» What is expected: Copy out every line of the records in which "Wedding" can be found.

*** Exercise material

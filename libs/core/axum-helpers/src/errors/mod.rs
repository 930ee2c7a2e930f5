pub mod codes;
pub mod handlers;
pub mod responses;

pub use codes::ErrorCode;

use axum::{
    Json,
    extract::rejection::{JsonRejection, PathRejection},
    http::StatusCode,
    response::{IntoResponse, Response},
};
use serde::{Deserialize, Serialize};
use thiserror::Error;
use utoipa::ToSchema;
use validator::ValidationErrors;

/// Standard error response structure.
///
/// Returned for every error response:
/// - `code`: integer error code for logging/monitoring (e.g., 1004)
/// - `error`: machine-readable identifier (e.g., "NOT_FOUND")
/// - `message`: human-readable message
/// - `details`: optional structured details (e.g., validation field errors)
///
/// ```json
/// {
///   "code": 1012,
///   "error": "INVALID_ARGUMENT",
///   "message": "size must be between 1 and 100",
///   "details": null
/// }
/// ```
#[derive(Debug, Serialize, Deserialize, ToSchema)]
pub struct ErrorResponse {
    /// Integer error code for logging and monitoring
    pub code: i32,
    /// Machine-readable error identifier for programmatic handling
    pub error: String,
    /// Human-readable error message
    pub message: String,
    /// Optional structured error details (e.g., validation field errors)
    #[serde(skip_serializing_if = "Option::is_none")]
    pub details: Option<serde_json::Value>,
}

/// Application error type that can be converted to HTTP responses.
#[derive(Debug, Error)]
#[non_exhaustive]
pub enum AppError {
    #[error("JSON extraction error: {0}")]
    JsonExtractorRejection(#[from] JsonRejection),

    #[error("Path extraction error: {0}")]
    PathRejection(#[from] PathRejection),

    #[error("Validation error: {0}")]
    ValidationError(#[from] ValidationErrors),

    #[error("Bad Request: {0}")]
    BadRequest(String),

    #[error("Invalid argument: {0}")]
    InvalidArgument(String),

    #[error("Not Found: {0}")]
    NotFound(String),

    #[error("Conflict: {0}")]
    Conflict(String),

    #[error("Internal Server Error: {0}")]
    InternalServerError(String),
}

impl IntoResponse for AppError {
    fn into_response(self) -> Response {
        let (status, message, details, code) = match self {
            AppError::JsonExtractorRejection(e) => {
                tracing::warn!(
                    error_code = ErrorCode::JsonExtraction.code(),
                    "JSON extraction error: {:?}",
                    e
                );
                (e.status(), e.body_text(), None, ErrorCode::JsonExtraction)
            }
            AppError::PathRejection(e) => {
                tracing::info!(
                    error_code = ErrorCode::InvalidPathParameter.code(),
                    "Path extraction error: {:?}",
                    e
                );
                (
                    StatusCode::BAD_REQUEST,
                    e.body_text(),
                    None,
                    ErrorCode::InvalidPathParameter,
                )
            }
            AppError::ValidationError(e) => {
                tracing::info!(
                    error_code = ErrorCode::ValidationError.code(),
                    "Validation error: {:?}",
                    e
                );
                (
                    StatusCode::BAD_REQUEST,
                    ErrorCode::ValidationError.default_message().to_string(),
                    Some(serde_json::to_value(&e).unwrap_or(serde_json::Value::Null)),
                    ErrorCode::ValidationError,
                )
            }
            AppError::BadRequest(msg) => {
                tracing::info!("Bad request: {}", msg);
                (StatusCode::BAD_REQUEST, msg, None, ErrorCode::BadRequest)
            }
            AppError::InvalidArgument(msg) => {
                tracing::info!(
                    error_code = ErrorCode::InvalidArgument.code(),
                    "Invalid argument: {}",
                    msg
                );
                (StatusCode::BAD_REQUEST, msg, None, ErrorCode::InvalidArgument)
            }
            AppError::NotFound(msg) => {
                tracing::info!(error_code = ErrorCode::NotFound.code(), "Not found: {}", msg);
                (StatusCode::NOT_FOUND, msg, None, ErrorCode::NotFound)
            }
            AppError::Conflict(msg) => {
                tracing::info!("Conflict: {}", msg);
                (StatusCode::CONFLICT, msg, None, ErrorCode::Conflict)
            }
            AppError::InternalServerError(msg) => {
                tracing::error!(
                    error_code = ErrorCode::InternalError.code(),
                    "Internal server error: {}",
                    msg
                );
                (
                    StatusCode::INTERNAL_SERVER_ERROR,
                    ErrorCode::InternalError.default_message().to_string(),
                    None,
                    ErrorCode::InternalError,
                )
            }
        };

        let body = Json(ErrorResponse {
            code: code.code(),
            error: code.as_str().to_string(),
            message,
            details,
        });

        (status, body).into_response()
    }
}

/// Helper function to create error responses without going through [`AppError`].
pub fn error_response(status: StatusCode, message: String, error_code: ErrorCode) -> Response {
    let body = Json(ErrorResponse {
        code: error_code.code(),
        error: error_code.as_str().to_string(),
        message,
        details: None,
    });

    (status, body).into_response()
}
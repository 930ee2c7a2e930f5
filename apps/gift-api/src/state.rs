//! Application state management

use domain_products::InMemoryProductRepository;

/// Shared application state
#[derive(Clone)]
pub struct AppState {
    pub config: crate::config::Config,
    pub repository: InMemoryProductRepository,
}
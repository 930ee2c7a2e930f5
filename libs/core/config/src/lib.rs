pub mod server;
pub mod tracing;

use std::env;
use std::str::FromStr;
use thiserror::Error;

/// Configuration error type
#[derive(Error, Debug)]
pub enum ConfigError {
    #[error("Failed to parse environment variable '{key}': {details}")]
    ParseError { key: String, details: String },
}

/// Application environment (dev = local, prod = deployed)
#[derive(Clone, Debug, PartialEq, Eq)]
pub enum Environment {
    Development,
    Production,
}

impl Environment {
    pub fn from_env() -> Self {
        let app_env = env::var("APP_ENV").unwrap_or_else(|_| "development".to_string());

        if app_env.eq_ignore_ascii_case("production") {
            Environment::Production
        } else {
            Environment::Development
        }
    }

    pub fn is_production(&self) -> bool {
        matches!(self, Environment::Production)
    }

    pub fn is_development(&self) -> bool {
        matches!(self, Environment::Development)
    }
}

/// Static application metadata reported by the health endpoint.
#[derive(Clone, Copy, Debug, PartialEq, Eq)]
pub struct AppInfo {
    pub name: &'static str,
    pub version: &'static str,
}

/// Builds an [`AppInfo`] from the calling crate's Cargo metadata.
#[macro_export]
macro_rules! app_info {
    () => {
        $crate::AppInfo {
            name: env!("CARGO_PKG_NAME"),
            version: env!("CARGO_PKG_VERSION"),
        }
    };
}

/// Trait for configuration that can be loaded from environment variables
pub trait FromEnv: Sized {
    fn from_env() -> Result<Self, ConfigError>;
}

/// Helper to load and parse environment variable with a default value
pub fn env_or_default(key: &str, default: &str) -> String {
    env::var(key).unwrap_or_else(|_| default.to_string())
}

/// Parse an environment variable into `T`, falling back to `default` when unset.
pub fn env_parse_or<T>(key: &str, default: T) -> Result<T, ConfigError>
where
    T: FromStr,
    T::Err: std::fmt::Display,
{
    match env::var(key) {
        Ok(raw) => raw.trim().parse().map_err(|e: T::Err| ConfigError::ParseError {
            key: key.to_string(),
            details: e.to_string(),
        }),
        Err(_) => Ok(default),
    }
}
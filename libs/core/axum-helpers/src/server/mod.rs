//! Server infrastructure module.
//!
//! This module provides:
//! - Application setup with OpenAPI documentation
//! - Health endpoint
//! - Graceful shutdown coordination
//!
//! # Example
//!
//! ```ignore
//! use axum_helpers::server::{create_production_app, create_router, health_router};
//! use core_config::app_info;
//!
//! let router = create_router::<ApiDoc>(api_routes, &config.server)
//!     .await?
//!     .merge(health_router(app_info!()));
//!
//! create_production_app(router, &config.server, async {}).await?;
//! ```

pub mod app;
pub mod health;
pub mod shutdown;

pub use app::{create_production_app, create_router};
pub use health::{HealthResponse, health_router};
pub use shutdown::{ShutdownCoordinator, shutdown_signal};
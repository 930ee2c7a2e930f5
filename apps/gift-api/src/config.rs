//! Configuration for Gift API

use core_config::{AppInfo, FromEnv, app_info, env_or_default, server::ServerConfig};

pub use core_config::Environment;

const DEFAULT_SEED_CATEGORIES: &str = "Birthday,Thanks,Congratulations";

/// Application configuration
#[derive(Clone, Debug)]
pub struct Config {
    pub app: AppInfo,
    pub server: ServerConfig,
    pub environment: Environment,
    /// Category names registered at startup, in id order
    pub seed_categories: Vec<String>,
}

impl Config {
    pub fn from_env() -> eyre::Result<Self> {
        let environment = Environment::from_env();
        let server = ServerConfig::from_env()?;

        let seed_categories = env_or_default("SEED_CATEGORIES", DEFAULT_SEED_CATEGORIES)
            .split(',')
            .map(str::trim)
            .filter(|s| !s.is_empty())
            .map(str::to_string)
            .collect();

        Ok(Self {
            app: app_info!(),
            server,
            environment,
            seed_categories,
        })
    }
}

#[cfg(test)]
mod tests {
    use super::*;

    #[test]
    fn test_config_defaults() {
        temp_env::with_vars_unset(["SEED_CATEGORIES", "PORT", "APP_ENV"], || {
            let config = Config::from_env().unwrap();
            assert_eq!(config.app.name, "gift-api");
            assert_eq!(config.server.port, 8080);
            assert_eq!(config.environment, Environment::Development);
            assert_eq!(
                config.seed_categories,
                vec!["Birthday", "Thanks", "Congratulations"]
            );
        });
    }

    #[test]
    fn test_seed_categories_from_env() {
        temp_env::with_var("SEED_CATEGORIES", Some(" Wedding , ,Baby "), || {
            let config = Config::from_env().unwrap();
            assert_eq!(config.seed_categories, vec!["Wedding", "Baby"]);
        });
    }

    #[test]
    fn test_invalid_port_is_reported() {
        temp_env::with_var("PORT", Some("eighty"), || {
            let err = Config::from_env().unwrap_err();
            assert!(err.to_string().contains("PORT"));
        });
    }
}
//! Page requests and page results for product listings.
//!
//! A listing is requested as `?categoryId=&page=&size=&sort=`. Defaults are
//! page 0, size 20, sorted by name ascending. An explicit `size` must be in
//! `1..=100`; it replaces the default size and keeps page and sort.

use serde::{Deserialize, Serialize};
use std::fmt;
use std::str::FromStr;
use strum::{Display, EnumString};
use utoipa::{IntoParams, ToSchema};

use crate::error::{ProductError, ProductResult};

pub const DEFAULT_PAGE_SIZE: u32 = 20;
pub const MAX_PAGE_SIZE: u32 = 100;

#[derive(
    Debug, Clone, Copy, PartialEq, Eq, Default, Serialize, Deserialize, Display, EnumString, ToSchema,
)]
#[serde(rename_all = "lowercase")]
#[strum(serialize_all = "lowercase")]
#[strum(ascii_case_insensitive)]
pub enum Direction {
    #[default]
    Asc,
    Desc,
}

/// Product fields a listing can be ordered by
#[derive(
    Debug, Clone, Copy, PartialEq, Eq, Default, Serialize, Deserialize, Display, EnumString, ToSchema,
)]
#[serde(rename_all = "lowercase")]
#[strum(serialize_all = "lowercase")]
pub enum SortProperty {
    Id,
    #[default]
    Name,
    Price,
}

/// Sort specification, written as `property` or `property,direction`
#[derive(Debug, Clone, Copy, PartialEq, Eq, Default)]
pub struct Sort {
    pub property: SortProperty,
    pub direction: Direction,
}

impl Sort {
    pub fn new(property: SortProperty, direction: Direction) -> Self {
        Self {
            property,
            direction,
        }
    }
}

impl FromStr for Sort {
    type Err = ProductError;

    fn from_str(s: &str) -> Result<Self, Self::Err> {
        let mut parts = s.splitn(2, ',').map(str::trim);

        let property = parts
            .next()
            .filter(|p| !p.is_empty())
            .ok_or_else(|| ProductError::InvalidArgument("sort property is empty".to_string()))?;
        let property = property.parse::<SortProperty>().map_err(|_| {
            ProductError::InvalidArgument(format!(
                "cannot sort by '{}'; expected one of id, name, price",
                property
            ))
        })?;

        let direction = match parts.next() {
            None => Direction::default(),
            Some(d) => d.parse::<Direction>().map_err(|_| {
                ProductError::InvalidArgument(format!(
                    "invalid sort direction '{}'; expected asc or desc",
                    d
                ))
            })?,
        };

        Ok(Self::new(property, direction))
    }
}

impl fmt::Display for Sort {
    fn fmt(&self, f: &mut fmt::Formatter<'_>) -> fmt::Result {
        write!(f, "{},{}", self.property, self.direction)
    }
}

/// Page number (0-based), page size and sort order
#[derive(Debug, Clone, Copy, PartialEq, Eq)]
pub struct Pageable {
    pub page: u32,
    pub size: u32,
    pub sort: Sort,
}

impl Default for Pageable {
    fn default() -> Self {
        Self {
            page: 0,
            size: DEFAULT_PAGE_SIZE,
            sort: Sort::default(),
        }
    }
}

impl Pageable {
    pub fn new(page: u32, size: u32, sort: Sort) -> Self {
        Self { page, size, sort }
    }

    /// Same page number and sort, different size.
    pub fn with_size(self, size: u32) -> Self {
        Self { size, ..self }
    }

    /// Number of elements preceding this page.
    pub fn offset(&self) -> usize {
        self.page as usize * self.size as usize
    }
}

/// Query string of the product listing
#[derive(Debug, Clone, Default, Deserialize, IntoParams)]
#[serde(rename_all = "camelCase")]
#[into_params(parameter_in = Query)]
pub struct PageParams {
    /// Category whose products are listed
    pub category_id: i64,
    /// 0-based page number; negative values are treated as 0
    pub page: Option<i64>,
    /// Page size between 1 and 100 (default 20)
    pub size: Option<i64>,
    /// `property[,asc|desc]` where property is id, name or price (default `name,asc`)
    pub sort: Option<String>,
}

impl PageParams {
    /// Build the page request: framework defaults first, then the explicit
    /// size override, which is bounds-checked.
    pub fn to_pageable(&self) -> ProductResult<Pageable> {
        let page = self
            .page
            .map(|p| p.clamp(0, i64::from(u32::MAX)) as u32)
            .unwrap_or(0);
        let sort = match self.sort.as_deref() {
            Some(s) => s.parse::<Sort>()?,
            None => Sort::default(),
        };
        let pageable = Pageable::new(page, DEFAULT_PAGE_SIZE, sort);

        match self.size {
            Some(size) => Ok(pageable.with_size(validate_page_size(size)?)),
            None => Ok(pageable),
        }
    }
}

fn validate_page_size(size: i64) -> ProductResult<u32> {
    if (1..=i64::from(MAX_PAGE_SIZE)).contains(&size) {
        Ok(size as u32)
    } else {
        Err(ProductError::InvalidArgument(format!(
            "size must be between 1 and {}, got {}",
            MAX_PAGE_SIZE, size
        )))
    }
}

/// One page of results plus paging metadata
#[derive(Debug, Clone, PartialEq, Eq, Serialize, Deserialize, ToSchema)]
#[serde(rename_all = "camelCase")]
pub struct Page<T> {
    pub content: Vec<T>,
    pub page: u32,
    pub size: u32,
    pub total_elements: u64,
    pub total_pages: u64,
    pub has_next: bool,
}

impl<T> Page<T> {
    pub fn new(content: Vec<T>, pageable: &Pageable, total_elements: u64) -> Self {
        let size = u64::from(pageable.size.max(1));
        let total_pages = total_elements.div_ceil(size);

        Self {
            content,
            page: pageable.page,
            size: pageable.size,
            total_elements,
            total_pages,
            has_next: u64::from(pageable.page) + 1 < total_pages,
        }
    }

    pub fn map<U>(self, f: impl FnMut(T) -> U) -> Page<U> {
        Page {
            content: self.content.into_iter().map(f).collect(),
            page: self.page,
            size: self.size,
            total_elements: self.total_elements,
            total_pages: self.total_pages,
            has_next: self.has_next,
        }
    }
}
//! Gift API - REST server for the gift catalog

use axum_helpers::server::{create_production_app, create_router, health_router};
use core_config::tracing::{init_tracing, install_color_eyre};
use domain_products::InMemoryProductRepository;
use tracing::info;

mod api;
mod config;
mod openapi;
mod state;

use config::Config;
use state::AppState;

#[tokio::main]
async fn main() -> eyre::Result<()> {
    install_color_eyre();

    let config = Config::from_env()?;
    init_tracing(&config.environment);

    let state = AppState {
        config,
        repository: InMemoryProductRepository::new(),
    };
    api::products::seed_categories(&state).await;

    let api_routes = api::routes(&state);
    let router = create_router::<openapi::ApiDoc>(api_routes, &state.config.server).await?;
    let app = router.merge(health_router(state.config.app));

    info!(
        "Starting {} v{} on {}",
        state.config.app.name,
        state.config.app.version,
        state.config.server.address()
    );

    let repository = state.repository.clone();
    create_production_app(app, &state.config.server, async move {
        let categories = repository.categories().await;
        info!(categories = categories.len(), "Discarding in-memory catalog");
    })
    .await
    .map_err(|e| eyre::eyre!("Server error: {}", e))?;

    info!("Gift API shutdown complete");
    Ok(())
}
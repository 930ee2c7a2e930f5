//! Type-safe error codes for API responses.
//!
//! Each code carries a string identifier for clients, an integer for logs
//! and metrics, and a default human-readable message.
//!
//! ```rust
//! use axum_helpers::errors::ErrorCode;
//!
//! let code = ErrorCode::ValidationError;
//! assert_eq!(code.as_str(), "VALIDATION_ERROR");
//! assert_eq!(code.code(), 1001);
//! assert_eq!(code.default_message(), "Request validation failed");
//! ```

use serde::{Deserialize, Serialize};
use utoipa::ToSchema;

/// Standardized error codes for API responses.
#[derive(Debug, Clone, Copy, PartialEq, Eq, Hash, Serialize, Deserialize, ToSchema)]
#[serde(rename_all = "SCREAMING_SNAKE_CASE")]
pub enum ErrorCode {
    // Client errors (1000-1999)
    /// Request violates a domain rule
    BadRequest,

    /// Request body failed declarative validation
    ValidationError,

    /// Path parameter could not be parsed into the expected type
    InvalidPathParameter,

    /// JSON extraction from request body failed
    JsonExtraction,

    /// Requested resource was not found
    NotFound,

    /// Request conflicts with current resource state
    Conflict,

    /// Query or argument is outside its accepted range
    InvalidArgument,

    // Server errors
    /// An unexpected internal server error occurred
    InternalError,
}

impl ErrorCode {
    /// Get the string representation for client consumption.
    pub fn as_str(&self) -> &'static str {
        match self {
            Self::BadRequest => "BAD_REQUEST",
            Self::ValidationError => "VALIDATION_ERROR",
            Self::InvalidPathParameter => "INVALID_PATH_PARAMETER",
            Self::JsonExtraction => "JSON_EXTRACTION",
            Self::NotFound => "NOT_FOUND",
            Self::Conflict => "CONFLICT",
            Self::InvalidArgument => "INVALID_ARGUMENT",
            Self::InternalError => "INTERNAL_ERROR",
        }
    }

    /// Get the integer code for logging and monitoring.
    ///
    /// All codes live in the 1000-1999 range.
    pub fn code(&self) -> i32 {
        match self {
            Self::BadRequest => 1000,
            Self::ValidationError => 1001,
            Self::InvalidPathParameter => 1002,
            Self::JsonExtraction => 1003,
            Self::NotFound => 1004,
            Self::InternalError => 1005,
            Self::Conflict => 1008,
            Self::InvalidArgument => 1012,
        }
    }

    /// Get the default user-facing error message.
    pub fn default_message(&self) -> &'static str {
        match self {
            Self::BadRequest => "Bad request",
            Self::ValidationError => "Request validation failed",
            Self::InvalidPathParameter => "Invalid path parameter",
            Self::JsonExtraction => "Failed to parse request body",
            Self::NotFound => "Resource not found",
            Self::Conflict => "Resource already exists",
            Self::InvalidArgument => "Invalid argument",
            Self::InternalError => "An internal server error occurred",
        }
    }
}

impl std::fmt::Display for ErrorCode {
    fn fmt(&self, f: &mut std::fmt::Formatter<'_>) -> std::fmt::Result {
        write!(f, "{}", self.as_str())
    }
}

#[cfg(test)]
mod tests {
    use super::*;

    #[test]
    fn test_error_code_string_representation() {
        assert_eq!(ErrorCode::ValidationError.as_str(), "VALIDATION_ERROR");
        assert_eq!(ErrorCode::InvalidArgument.as_str(), "INVALID_ARGUMENT");
        assert_eq!(ErrorCode::NotFound.as_str(), "NOT_FOUND");
    }

    #[test]
    fn test_error_code_integer_codes() {
        assert_eq!(ErrorCode::ValidationError.code(), 1001);
        assert_eq!(ErrorCode::InvalidArgument.code(), 1012);
        assert_eq!(ErrorCode::BadRequest.code(), 1000);
    }

    #[test]
    fn test_error_code_serialization_matches_as_str() {
        for code in [
            ErrorCode::ValidationError,
            ErrorCode::InvalidPathParameter,
            ErrorCode::InvalidArgument,
            ErrorCode::Conflict,
        ] {
            let json = serde_json::to_string(&code).unwrap();
            assert_eq!(json, format!("\"{}\"", code.as_str()));
        }
    }

    #[test]
    fn test_error_code_display() {
        assert_eq!(ErrorCode::NotFound.to_string(), "NOT_FOUND");
    }
}
//! Reusable OpenAPI response types for consistent API documentation.

use super::ErrorResponse;
#[allow(unused_imports)]
use serde_json::json;
use utoipa::ToResponse;

#[derive(ToResponse)]
#[response(
    description = "Internal Server Error",
    content_type = "application/json",
    example = json!({
        "code": 1005,
        "error": "INTERNAL_ERROR",
        "message": "An internal server error occurred"
    })
)]
pub struct InternalServerErrorResponse(pub ErrorResponse);

#[derive(ToResponse)]
#[response(
    description = "Bad Request - Validation Error",
    content_type = "application/json",
    example = json!({
        "code": 1001,
        "error": "VALIDATION_ERROR",
        "message": "Request validation failed",
        "details": {
            "name": [{
                "code": "length",
                "message": null,
                "params": {"min": 1, "max": 15, "value": ""}
            }]
        }
    })
)]
pub struct BadRequestValidationResponse(pub ErrorResponse);

#[derive(ToResponse)]
#[response(
    description = "Bad Request - Invalid argument",
    content_type = "application/json",
    example = json!({
        "code": 1012,
        "error": "INVALID_ARGUMENT",
        "message": "size must be between 1 and 100"
    })
)]
pub struct BadRequestArgumentResponse(pub ErrorResponse);

#[derive(ToResponse)]
#[response(
    description = "Bad Request - Invalid path parameter",
    content_type = "application/json",
    example = json!({
        "code": 1002,
        "error": "INVALID_PATH_PARAMETER",
        "message": "Invalid URL: Cannot parse `abc` to a `i64`"
    })
)]
pub struct BadRequestPathResponse(pub ErrorResponse);

#[derive(ToResponse)]
#[response(
    description = "Resource not found",
    content_type = "application/json",
    example = json!({
        "code": 1004,
        "error": "NOT_FOUND",
        "message": "Product 42 not found"
    })
)]
pub struct NotFoundResponse(pub ErrorResponse);

#[derive(ToResponse)]
#[response(
    description = "Conflict - Resource already exists",
    content_type = "application/json",
    example = json!({
        "code": 1008,
        "error": "CONFLICT",
        "message": "Option 'Red' already exists on product 42"
    })
)]
pub struct ConflictResponse(pub ErrorResponse);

******

» Output of the task:
        temp_env::with_var("SEED_CATEGORIES", Some(" Wedding , ,Baby "), || {
            assert_eq!(config.seed_categories, vec!["Wedding", "Baby"]);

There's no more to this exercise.